Deveríamos nos lembrar que a ciência, como a define Jacob Bronowski, "é uma forma bem humana de conhecimento.... Cada julgamento na ciência se apoia na fronteira do erro.... A ciência é um tributo ao que podemos saber embora sejamos falíveis" (Bronowski, 374). "Um dos objetivos das ciências físicas," ele diz "era fazer um retrato fiel do mundo material. Uma das conquistas da física no século XX foi provar que este objetivo é inatingível" (353).

conhecimento científico

O conhecimento científico é o conhecimento humano, e os cientistas são seres humanos. Não são deuses, e a ciência não é infalível. Mesmo assim, o público em geral muitas vezes toma as afirmações científicas como verdades absolutas. Acham que, se algo não é uma certeza, não é científico, e se não é científico então qualquer outra visão não científica tem o mesmo valor. Esta concepção equivocada parece estar, pelo menos em parte, por trás da falta de entendimento generalizada sobre a natureza das teorias científicas.

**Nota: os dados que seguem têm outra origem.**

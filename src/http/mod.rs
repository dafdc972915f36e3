//! HTTP protocol implementation.
//!
//! Just enough of HTTP/1.x to serve files: one request line, a header block,
//! one response, then close. There is no keep-alive and no request body.
//!
//! # Architecture
//!
//! - **`connection`**: drives one connection through read, respond, write, close
//! - **`parser`**: parses the request line and header block from a byte buffer
//! - **`request`**: the parsed request
//! - **`response`**: status codes and the response value
//! - **`writer`**: serializes and writes responses to the client
//! - **`mime`**: content type detection based on file extensions
//!
//! # Connection State Machine
//!
//! ```text
//!        ┌─────────────┐
//!        │   Reading   │ ← Wait for request line and headers
//!        └──────┬──────┘
//!               │ Request parsed (or malformed: fallback response)
//!               ▼
//!        ┌──────────────────┐
//!        │   Processing     │ ← Resolve the resource
//!        └──────┬───────────┘
//!               │ Response ready
//!               ▼
//!        ┌──────────────────┐
//!        │    Writing       │ ← Send response to client
//!        └──────┬───────────┘
//!               │ Response sent
//!               ▼
//!             Closed
//! ```

pub mod request;
pub mod response;
pub mod parser;
pub mod connection;
pub mod writer;
pub mod mime;
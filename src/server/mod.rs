//! Connection acceptance
//!
//! The listener is the only place that calls `accept`. It takes an admission
//! permit before each accept, so at most `max_connections` connections are
//! handled at once and further clients wait in the listen backlog.

pub mod admission;
pub mod listener;

pub use admission::{Admission, AdmissionPermit, ConnectionId};
pub use listener::{ListenerError, Server};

Outro equívoco comum é o de pensar que, por serem baseadas na percepção humana, as teorias científicas são necessariamente relativas, logo não nos dizem realmente nada sobre o mundo real. A ciência, segundo alguns "pós-modernistas", não pode afirmar que nos dá um retrato fiel de como é realmente o mundo. Pode apenas nos dizer como ele se apresenta para os cientistas. Não existe uma coisa chamada verdade científica. Todas as teorias científicas são meras ficções. Porém, só porque não existe uma maneira única, verdadeira, final, divina de se ver a realidade, não quer dizer que não exista uma coisa chamada verdade científica. Quando a primeira bomba atômica explodiu exatamente como alguns cientistas previram que explodiria, mais um pouco da verdade sobre o mundo empírico foi revelada. Pouco a pouco estamos descobrindo o que é verdadeiro e o que é falso, testando empiricamente teorias científicas. Afirmar que aquelas teorias que tornam possível explorar o espaço são "apenas relativas" e "representam apenas uma perspectiva" da realidade é compreender de maneira profundamente equivocada a natureza da ciência e do conhecimento científico.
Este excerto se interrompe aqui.